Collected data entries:

□ □ □

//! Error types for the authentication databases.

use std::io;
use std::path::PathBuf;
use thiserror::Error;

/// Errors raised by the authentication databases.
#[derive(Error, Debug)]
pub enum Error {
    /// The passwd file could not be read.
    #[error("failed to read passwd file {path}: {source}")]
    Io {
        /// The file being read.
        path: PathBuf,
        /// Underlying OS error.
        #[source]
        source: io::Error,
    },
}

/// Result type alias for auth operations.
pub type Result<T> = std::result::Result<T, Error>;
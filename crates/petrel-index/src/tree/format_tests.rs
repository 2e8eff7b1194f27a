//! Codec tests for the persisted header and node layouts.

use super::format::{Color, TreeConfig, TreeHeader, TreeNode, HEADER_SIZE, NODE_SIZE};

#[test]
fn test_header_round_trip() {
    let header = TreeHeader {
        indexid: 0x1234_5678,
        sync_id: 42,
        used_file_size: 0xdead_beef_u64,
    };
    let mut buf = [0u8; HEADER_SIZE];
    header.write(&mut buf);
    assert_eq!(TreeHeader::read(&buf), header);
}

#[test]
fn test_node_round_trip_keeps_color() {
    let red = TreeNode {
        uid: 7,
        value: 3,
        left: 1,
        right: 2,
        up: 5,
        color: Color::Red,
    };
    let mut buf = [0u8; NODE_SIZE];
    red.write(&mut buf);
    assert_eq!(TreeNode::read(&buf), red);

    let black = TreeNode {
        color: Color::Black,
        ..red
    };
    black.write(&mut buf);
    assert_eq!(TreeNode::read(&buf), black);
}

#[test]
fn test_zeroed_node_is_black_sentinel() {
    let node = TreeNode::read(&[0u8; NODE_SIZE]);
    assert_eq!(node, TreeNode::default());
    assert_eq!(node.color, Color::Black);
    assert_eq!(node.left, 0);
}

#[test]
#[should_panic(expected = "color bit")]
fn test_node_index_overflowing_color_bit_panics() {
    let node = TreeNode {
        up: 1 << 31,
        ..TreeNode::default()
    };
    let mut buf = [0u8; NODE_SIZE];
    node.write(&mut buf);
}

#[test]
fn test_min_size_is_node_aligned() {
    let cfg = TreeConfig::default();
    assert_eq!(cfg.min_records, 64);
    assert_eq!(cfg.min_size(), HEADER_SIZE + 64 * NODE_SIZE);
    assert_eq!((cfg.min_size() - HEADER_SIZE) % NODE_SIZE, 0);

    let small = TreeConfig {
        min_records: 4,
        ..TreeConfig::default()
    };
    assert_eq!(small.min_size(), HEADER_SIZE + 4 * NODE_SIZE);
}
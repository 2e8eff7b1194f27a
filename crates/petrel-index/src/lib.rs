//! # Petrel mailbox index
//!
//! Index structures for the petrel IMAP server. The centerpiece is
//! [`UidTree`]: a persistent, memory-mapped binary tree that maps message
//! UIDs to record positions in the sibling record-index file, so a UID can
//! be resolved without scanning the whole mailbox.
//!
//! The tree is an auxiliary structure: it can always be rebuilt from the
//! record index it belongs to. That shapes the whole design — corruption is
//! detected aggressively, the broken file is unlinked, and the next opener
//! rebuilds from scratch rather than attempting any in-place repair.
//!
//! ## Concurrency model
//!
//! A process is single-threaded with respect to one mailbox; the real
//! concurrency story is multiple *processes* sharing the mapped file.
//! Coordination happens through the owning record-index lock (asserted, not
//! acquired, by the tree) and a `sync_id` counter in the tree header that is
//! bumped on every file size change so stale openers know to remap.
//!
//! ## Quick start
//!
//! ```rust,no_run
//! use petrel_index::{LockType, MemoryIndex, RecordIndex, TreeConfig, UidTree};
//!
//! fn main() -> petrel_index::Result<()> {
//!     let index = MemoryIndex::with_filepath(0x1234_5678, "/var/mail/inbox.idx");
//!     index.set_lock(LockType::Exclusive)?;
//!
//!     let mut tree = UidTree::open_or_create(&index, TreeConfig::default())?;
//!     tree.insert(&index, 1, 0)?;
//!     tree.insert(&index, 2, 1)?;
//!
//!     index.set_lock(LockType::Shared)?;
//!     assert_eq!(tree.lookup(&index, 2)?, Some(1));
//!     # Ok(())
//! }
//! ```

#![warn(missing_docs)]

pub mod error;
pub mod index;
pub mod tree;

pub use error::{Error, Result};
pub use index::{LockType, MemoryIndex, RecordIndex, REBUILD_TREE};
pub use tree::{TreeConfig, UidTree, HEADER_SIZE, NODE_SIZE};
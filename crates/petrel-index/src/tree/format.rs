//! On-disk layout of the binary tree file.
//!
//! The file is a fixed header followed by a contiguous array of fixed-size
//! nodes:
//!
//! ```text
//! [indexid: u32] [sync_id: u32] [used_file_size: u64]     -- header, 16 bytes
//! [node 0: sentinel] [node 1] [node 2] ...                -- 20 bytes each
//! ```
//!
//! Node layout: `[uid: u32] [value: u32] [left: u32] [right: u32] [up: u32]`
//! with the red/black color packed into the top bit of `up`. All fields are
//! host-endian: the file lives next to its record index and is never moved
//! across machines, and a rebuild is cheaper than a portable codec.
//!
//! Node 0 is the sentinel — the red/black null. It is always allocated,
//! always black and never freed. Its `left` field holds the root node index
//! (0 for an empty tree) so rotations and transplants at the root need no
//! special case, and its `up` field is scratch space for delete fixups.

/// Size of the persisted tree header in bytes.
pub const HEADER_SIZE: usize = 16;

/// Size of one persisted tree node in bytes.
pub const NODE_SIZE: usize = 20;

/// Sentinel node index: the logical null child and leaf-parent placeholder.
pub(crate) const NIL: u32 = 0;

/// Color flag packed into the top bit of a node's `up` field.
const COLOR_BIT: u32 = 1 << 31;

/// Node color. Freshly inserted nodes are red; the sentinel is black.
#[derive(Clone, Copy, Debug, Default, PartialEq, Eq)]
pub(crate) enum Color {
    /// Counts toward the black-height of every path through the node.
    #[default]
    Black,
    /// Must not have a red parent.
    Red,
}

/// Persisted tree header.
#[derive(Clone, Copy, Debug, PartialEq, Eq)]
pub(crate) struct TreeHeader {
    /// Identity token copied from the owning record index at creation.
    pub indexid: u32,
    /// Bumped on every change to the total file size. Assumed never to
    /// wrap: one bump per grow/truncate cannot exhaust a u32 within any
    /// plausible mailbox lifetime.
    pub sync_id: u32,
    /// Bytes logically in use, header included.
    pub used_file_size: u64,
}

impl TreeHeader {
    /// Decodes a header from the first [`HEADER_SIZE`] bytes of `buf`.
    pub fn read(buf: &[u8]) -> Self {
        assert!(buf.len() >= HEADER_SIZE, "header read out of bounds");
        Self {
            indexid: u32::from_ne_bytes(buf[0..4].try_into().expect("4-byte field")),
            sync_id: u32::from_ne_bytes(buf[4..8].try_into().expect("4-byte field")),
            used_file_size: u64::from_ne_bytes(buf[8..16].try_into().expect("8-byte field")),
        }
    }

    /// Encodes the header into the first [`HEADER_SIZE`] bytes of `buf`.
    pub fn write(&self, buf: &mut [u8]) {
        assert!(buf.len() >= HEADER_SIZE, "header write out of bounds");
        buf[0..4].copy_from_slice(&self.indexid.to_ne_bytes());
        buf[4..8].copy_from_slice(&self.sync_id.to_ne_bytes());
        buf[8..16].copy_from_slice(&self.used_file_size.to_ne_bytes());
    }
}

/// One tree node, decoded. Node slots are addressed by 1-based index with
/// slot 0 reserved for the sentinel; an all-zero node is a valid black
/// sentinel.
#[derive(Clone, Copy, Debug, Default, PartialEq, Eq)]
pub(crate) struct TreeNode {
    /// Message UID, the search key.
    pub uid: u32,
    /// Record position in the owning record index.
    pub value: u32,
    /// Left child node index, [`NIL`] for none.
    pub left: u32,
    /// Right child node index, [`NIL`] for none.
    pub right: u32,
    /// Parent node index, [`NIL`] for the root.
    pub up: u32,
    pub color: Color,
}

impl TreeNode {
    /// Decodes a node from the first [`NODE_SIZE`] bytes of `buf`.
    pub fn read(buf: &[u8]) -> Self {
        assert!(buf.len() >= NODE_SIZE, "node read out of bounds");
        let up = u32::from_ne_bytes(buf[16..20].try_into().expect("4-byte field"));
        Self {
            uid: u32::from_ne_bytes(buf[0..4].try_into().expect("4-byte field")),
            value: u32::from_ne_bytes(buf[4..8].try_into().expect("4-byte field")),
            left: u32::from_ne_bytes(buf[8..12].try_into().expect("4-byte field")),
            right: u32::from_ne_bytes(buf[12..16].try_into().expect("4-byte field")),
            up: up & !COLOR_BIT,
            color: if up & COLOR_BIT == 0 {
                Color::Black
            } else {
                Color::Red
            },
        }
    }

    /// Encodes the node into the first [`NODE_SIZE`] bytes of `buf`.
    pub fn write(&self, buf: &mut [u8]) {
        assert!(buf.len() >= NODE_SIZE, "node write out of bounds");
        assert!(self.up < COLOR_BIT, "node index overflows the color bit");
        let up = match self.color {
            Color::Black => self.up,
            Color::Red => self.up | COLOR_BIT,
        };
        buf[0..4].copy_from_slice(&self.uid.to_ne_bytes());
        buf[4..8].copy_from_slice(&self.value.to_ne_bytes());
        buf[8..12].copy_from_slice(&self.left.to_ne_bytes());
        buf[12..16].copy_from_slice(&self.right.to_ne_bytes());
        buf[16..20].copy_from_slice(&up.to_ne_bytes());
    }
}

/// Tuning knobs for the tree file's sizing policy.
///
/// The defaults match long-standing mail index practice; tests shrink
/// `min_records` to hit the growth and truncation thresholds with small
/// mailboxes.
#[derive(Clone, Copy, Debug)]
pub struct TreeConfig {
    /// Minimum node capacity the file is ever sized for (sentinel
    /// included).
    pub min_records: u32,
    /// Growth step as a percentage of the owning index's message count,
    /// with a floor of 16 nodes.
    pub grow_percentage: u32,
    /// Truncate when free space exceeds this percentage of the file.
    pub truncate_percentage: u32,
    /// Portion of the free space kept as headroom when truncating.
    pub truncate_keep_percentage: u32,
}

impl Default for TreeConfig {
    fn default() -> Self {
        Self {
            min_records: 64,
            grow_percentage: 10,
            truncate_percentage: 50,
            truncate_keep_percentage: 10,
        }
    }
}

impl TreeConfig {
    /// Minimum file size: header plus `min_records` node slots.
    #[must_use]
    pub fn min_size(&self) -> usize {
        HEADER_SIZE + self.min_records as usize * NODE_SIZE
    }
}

□ □ □

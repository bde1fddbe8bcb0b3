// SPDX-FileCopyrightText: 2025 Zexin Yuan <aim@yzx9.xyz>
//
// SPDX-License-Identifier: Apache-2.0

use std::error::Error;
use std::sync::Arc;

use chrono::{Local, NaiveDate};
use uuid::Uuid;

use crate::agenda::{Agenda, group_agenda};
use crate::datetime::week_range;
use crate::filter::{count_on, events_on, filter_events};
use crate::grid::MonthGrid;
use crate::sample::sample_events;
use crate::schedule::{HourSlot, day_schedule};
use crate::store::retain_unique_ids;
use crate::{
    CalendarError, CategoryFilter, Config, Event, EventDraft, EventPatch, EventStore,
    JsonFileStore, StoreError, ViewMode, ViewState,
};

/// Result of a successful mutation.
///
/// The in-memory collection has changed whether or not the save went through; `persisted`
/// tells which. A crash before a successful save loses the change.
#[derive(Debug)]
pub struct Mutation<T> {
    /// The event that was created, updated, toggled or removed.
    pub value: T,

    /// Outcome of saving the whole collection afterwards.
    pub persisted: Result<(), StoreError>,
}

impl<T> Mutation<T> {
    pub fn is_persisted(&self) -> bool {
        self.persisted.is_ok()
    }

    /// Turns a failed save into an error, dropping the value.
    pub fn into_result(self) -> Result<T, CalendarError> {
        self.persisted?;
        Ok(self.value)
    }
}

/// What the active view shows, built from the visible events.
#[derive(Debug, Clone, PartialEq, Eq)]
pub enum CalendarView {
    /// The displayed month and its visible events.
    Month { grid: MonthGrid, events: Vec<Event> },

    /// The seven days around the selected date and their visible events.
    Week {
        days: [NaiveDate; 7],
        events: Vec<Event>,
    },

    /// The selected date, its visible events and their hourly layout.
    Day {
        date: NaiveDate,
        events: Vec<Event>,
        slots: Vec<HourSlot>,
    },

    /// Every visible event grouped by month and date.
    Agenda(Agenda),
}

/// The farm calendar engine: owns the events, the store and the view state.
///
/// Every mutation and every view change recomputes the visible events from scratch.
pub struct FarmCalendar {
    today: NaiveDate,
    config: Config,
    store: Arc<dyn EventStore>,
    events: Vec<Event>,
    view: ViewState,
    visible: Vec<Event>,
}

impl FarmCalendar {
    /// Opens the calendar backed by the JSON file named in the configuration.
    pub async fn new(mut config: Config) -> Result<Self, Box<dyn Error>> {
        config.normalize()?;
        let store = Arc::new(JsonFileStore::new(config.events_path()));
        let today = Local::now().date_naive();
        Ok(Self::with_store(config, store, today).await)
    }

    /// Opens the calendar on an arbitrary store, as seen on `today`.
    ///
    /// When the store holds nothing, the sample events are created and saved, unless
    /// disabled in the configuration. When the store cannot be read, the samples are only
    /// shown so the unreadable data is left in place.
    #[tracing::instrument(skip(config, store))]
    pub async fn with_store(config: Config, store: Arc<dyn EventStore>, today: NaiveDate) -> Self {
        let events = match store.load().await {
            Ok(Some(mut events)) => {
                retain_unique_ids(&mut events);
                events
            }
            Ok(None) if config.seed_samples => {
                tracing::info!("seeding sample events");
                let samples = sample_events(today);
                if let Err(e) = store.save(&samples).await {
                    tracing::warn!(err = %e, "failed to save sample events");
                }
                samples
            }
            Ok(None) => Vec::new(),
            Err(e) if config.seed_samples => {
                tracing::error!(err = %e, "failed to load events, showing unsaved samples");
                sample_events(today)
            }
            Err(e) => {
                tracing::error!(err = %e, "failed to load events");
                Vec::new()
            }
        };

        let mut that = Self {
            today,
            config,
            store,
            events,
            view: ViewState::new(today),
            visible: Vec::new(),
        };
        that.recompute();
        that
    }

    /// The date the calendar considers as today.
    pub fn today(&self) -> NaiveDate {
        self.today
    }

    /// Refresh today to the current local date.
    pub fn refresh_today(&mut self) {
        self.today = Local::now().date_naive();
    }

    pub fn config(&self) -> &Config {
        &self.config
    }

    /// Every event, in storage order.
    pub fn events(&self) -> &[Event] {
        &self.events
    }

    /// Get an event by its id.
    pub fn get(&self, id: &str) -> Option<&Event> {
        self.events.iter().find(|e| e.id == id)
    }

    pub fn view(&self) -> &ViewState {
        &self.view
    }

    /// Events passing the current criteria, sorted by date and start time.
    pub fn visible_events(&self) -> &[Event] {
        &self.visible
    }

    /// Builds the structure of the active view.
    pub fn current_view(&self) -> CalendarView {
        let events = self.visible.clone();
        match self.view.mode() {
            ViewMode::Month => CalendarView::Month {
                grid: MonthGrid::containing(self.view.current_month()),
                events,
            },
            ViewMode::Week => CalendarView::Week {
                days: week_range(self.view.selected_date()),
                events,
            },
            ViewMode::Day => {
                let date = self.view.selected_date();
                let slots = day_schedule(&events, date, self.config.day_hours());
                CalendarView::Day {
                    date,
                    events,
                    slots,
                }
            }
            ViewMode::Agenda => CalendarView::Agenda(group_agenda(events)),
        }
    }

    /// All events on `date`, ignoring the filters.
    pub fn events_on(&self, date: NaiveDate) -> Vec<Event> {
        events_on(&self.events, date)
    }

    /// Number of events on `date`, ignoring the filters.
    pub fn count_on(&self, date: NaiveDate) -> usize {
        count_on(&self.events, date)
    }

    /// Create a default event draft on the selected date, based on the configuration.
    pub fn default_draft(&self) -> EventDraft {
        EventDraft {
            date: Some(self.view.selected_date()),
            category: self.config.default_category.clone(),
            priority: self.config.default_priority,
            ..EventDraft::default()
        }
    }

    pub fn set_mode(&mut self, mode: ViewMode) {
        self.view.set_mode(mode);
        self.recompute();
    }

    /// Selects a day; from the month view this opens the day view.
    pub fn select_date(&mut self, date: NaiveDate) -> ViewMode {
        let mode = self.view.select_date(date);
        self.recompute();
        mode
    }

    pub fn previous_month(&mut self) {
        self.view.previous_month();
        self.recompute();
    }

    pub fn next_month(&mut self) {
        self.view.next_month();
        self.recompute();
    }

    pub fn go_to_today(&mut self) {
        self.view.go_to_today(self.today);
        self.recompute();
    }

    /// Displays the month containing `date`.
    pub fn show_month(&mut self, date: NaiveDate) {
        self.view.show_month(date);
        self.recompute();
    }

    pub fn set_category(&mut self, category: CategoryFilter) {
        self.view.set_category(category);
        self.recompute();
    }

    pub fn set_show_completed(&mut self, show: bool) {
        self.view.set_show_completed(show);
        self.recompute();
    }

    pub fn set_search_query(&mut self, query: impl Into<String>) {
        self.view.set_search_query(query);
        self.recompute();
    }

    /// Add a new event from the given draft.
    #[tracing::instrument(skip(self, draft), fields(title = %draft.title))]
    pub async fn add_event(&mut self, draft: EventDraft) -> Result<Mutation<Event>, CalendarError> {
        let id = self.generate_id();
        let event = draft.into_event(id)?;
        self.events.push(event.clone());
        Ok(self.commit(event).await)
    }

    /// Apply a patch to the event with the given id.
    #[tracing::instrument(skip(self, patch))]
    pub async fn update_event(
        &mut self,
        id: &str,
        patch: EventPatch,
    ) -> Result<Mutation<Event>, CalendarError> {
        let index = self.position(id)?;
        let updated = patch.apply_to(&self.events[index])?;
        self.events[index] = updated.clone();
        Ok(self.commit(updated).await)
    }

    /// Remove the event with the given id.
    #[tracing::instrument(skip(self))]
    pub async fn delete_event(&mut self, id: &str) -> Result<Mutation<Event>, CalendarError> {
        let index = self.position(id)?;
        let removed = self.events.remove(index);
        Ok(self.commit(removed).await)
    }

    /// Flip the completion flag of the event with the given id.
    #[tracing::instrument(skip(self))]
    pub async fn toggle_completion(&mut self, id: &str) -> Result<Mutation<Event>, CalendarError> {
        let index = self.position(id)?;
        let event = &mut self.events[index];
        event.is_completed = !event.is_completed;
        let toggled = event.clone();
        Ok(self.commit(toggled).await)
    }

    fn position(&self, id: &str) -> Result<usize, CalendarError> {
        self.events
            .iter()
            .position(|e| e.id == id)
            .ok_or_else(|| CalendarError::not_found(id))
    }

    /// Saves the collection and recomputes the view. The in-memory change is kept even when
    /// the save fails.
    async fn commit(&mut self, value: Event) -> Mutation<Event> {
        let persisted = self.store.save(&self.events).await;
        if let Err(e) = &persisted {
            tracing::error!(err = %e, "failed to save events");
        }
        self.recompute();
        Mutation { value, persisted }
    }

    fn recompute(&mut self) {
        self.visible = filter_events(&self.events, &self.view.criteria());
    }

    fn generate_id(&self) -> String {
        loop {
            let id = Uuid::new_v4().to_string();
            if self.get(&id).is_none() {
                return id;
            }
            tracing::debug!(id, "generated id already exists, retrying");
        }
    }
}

□ □ □

Using the records above, copy all lines that include the word "EventPatch".

    CalendarError, CategoryFilter, Config, Event, EventDraft, EventPatch, EventStore,
        patch: EventPatch,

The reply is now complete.